== DATA SHOWN ==
■ ■ ■ ■ ■
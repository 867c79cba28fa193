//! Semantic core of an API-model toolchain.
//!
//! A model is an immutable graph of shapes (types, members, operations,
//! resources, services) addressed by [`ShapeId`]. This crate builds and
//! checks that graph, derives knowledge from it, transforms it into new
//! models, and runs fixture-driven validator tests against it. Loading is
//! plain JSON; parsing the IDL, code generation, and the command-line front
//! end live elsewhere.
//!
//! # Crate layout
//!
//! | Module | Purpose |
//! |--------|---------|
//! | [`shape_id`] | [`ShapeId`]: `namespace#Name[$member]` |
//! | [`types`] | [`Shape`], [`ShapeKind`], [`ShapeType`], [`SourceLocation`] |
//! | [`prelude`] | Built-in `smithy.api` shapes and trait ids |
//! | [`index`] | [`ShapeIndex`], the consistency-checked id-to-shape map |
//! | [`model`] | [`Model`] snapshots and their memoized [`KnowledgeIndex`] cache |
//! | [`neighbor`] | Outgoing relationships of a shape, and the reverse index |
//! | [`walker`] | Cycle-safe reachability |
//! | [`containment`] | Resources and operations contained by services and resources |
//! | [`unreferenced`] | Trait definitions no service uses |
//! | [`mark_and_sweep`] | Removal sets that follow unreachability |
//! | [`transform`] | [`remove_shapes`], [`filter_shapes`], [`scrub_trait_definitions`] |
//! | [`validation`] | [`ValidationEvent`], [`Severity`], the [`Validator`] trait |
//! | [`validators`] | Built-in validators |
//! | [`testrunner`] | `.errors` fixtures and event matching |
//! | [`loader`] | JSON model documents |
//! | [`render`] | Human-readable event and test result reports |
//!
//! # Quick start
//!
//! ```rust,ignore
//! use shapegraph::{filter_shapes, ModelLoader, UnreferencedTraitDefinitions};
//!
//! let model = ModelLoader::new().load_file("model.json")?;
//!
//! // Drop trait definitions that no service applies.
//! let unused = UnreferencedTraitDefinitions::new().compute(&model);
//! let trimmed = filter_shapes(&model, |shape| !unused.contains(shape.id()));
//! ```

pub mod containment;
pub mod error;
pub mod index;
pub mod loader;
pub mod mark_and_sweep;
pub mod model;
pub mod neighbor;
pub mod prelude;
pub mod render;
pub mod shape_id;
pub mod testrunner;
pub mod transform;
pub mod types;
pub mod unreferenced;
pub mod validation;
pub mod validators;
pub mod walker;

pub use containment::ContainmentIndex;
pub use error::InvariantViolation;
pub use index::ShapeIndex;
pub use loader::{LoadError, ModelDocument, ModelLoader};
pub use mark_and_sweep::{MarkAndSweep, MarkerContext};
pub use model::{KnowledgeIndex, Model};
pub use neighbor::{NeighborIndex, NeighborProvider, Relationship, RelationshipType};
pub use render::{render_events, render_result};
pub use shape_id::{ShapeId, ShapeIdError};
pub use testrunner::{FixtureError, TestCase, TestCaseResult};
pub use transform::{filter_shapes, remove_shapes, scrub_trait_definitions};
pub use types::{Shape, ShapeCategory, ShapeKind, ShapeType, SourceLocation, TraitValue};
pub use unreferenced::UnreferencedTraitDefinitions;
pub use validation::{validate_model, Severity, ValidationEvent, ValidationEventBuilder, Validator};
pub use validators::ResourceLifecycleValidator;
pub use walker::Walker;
■ ■ ■ ■ ■
== EXERCISE AIM ==
Restate the records word for word, leaving nothing out.

== WRITTEN SOLUTION ==
repository 867c79cba28fa193
//! Semantic core of an API-model toolchain.
//!
//! A model is an immutable graph of shapes (types, members, operations,
//! resources, services) addressed by [`ShapeId`]. This crate builds and
//! checks that graph, derives knowledge from it, transforms it into new
//! models, and runs fixture-driven validator tests against it. Loading is
//! plain JSON; parsing the IDL, code generation, and the command-line front
//! end live elsewhere.
//!
//! # Crate layout
//!
//! | Module | Purpose |
//! |--------|---------|
//! | [`shape_id`] | [`ShapeId`]: `namespace#Name[$member]` |
//! | [`types`] | [`Shape`], [`ShapeKind`], [`ShapeType`], [`SourceLocation`] |
//! | [`prelude`] | Built-in `smithy.api` shapes and trait ids |
//! | [`index`] | [`ShapeIndex`], the consistency-checked id-to-shape map |
//! | [`model`] | [`Model`] snapshots and their memoized [`KnowledgeIndex`] cache |
//! | [`neighbor`] | Outgoing relationships of a shape, and the reverse index |
//! | [`walker`] | Cycle-safe reachability |
//! | [`containment`] | Resources and operations contained by services and resources |
//! | [`unreferenced`] | Trait definitions no service uses |
//! | [`mark_and_sweep`] | Removal sets that follow unreachability |
//! | [`transform`] | [`remove_shapes`], [`filter_shapes`], [`scrub_trait_definitions`] |
//! | [`validation`] | [`ValidationEvent`], [`Severity`], the [`Validator`] trait |
//! | [`validators`] | Built-in validators |
//! | [`testrunner`] | `.errors` fixtures and event matching |
//! | [`loader`] | JSON model documents |
//! | [`render`] | Human-readable event and test result reports |
//!
//! # Quick start
//!
//! ```rust,ignore
//! use shapegraph::{filter_shapes, ModelLoader, UnreferencedTraitDefinitions};
//!
//! let model = ModelLoader::new().load_file("model.json")?;
//!
//! // Drop trait definitions that no service applies.
//! let unused = UnreferencedTraitDefinitions::new().compute(&model);
//! let trimmed = filter_shapes(&model, |shape| !unused.contains(shape.id()));
//! ```

pub mod containment;
pub mod error;
pub mod index;
pub mod loader;
pub mod mark_and_sweep;
pub mod model;
pub mod neighbor;
pub mod prelude;
pub mod render;
pub mod shape_id;
pub mod testrunner;
pub mod transform;
pub mod types;
pub mod unreferenced;
pub mod validation;
pub mod validators;
pub mod walker;

pub use containment::ContainmentIndex;
pub use error::InvariantViolation;
pub use index::ShapeIndex;
pub use loader::{LoadError, ModelDocument, ModelLoader};
pub use mark_and_sweep::{MarkAndSweep, MarkerContext};
pub use model::{KnowledgeIndex, Model};
pub use neighbor::{NeighborIndex, NeighborProvider, Relationship, RelationshipType};
pub use render::{render_events, render_result};
pub use shape_id::{ShapeId, ShapeIdError};
pub use testrunner::{FixtureError, TestCase, TestCaseResult};
pub use transform::{filter_shapes, remove_shapes, scrub_trait_definitions};
pub use types::{Shape, ShapeCategory, ShapeKind, ShapeType, SourceLocation, TraitValue};
pub use unreferenced::UnreferencedTraitDefinitions;
pub use validation::{validate_model, Severity, ValidationEvent, ValidationEventBuilder, Validator};
pub use validators::ResourceLifecycleValidator;
pub use walker::Walker;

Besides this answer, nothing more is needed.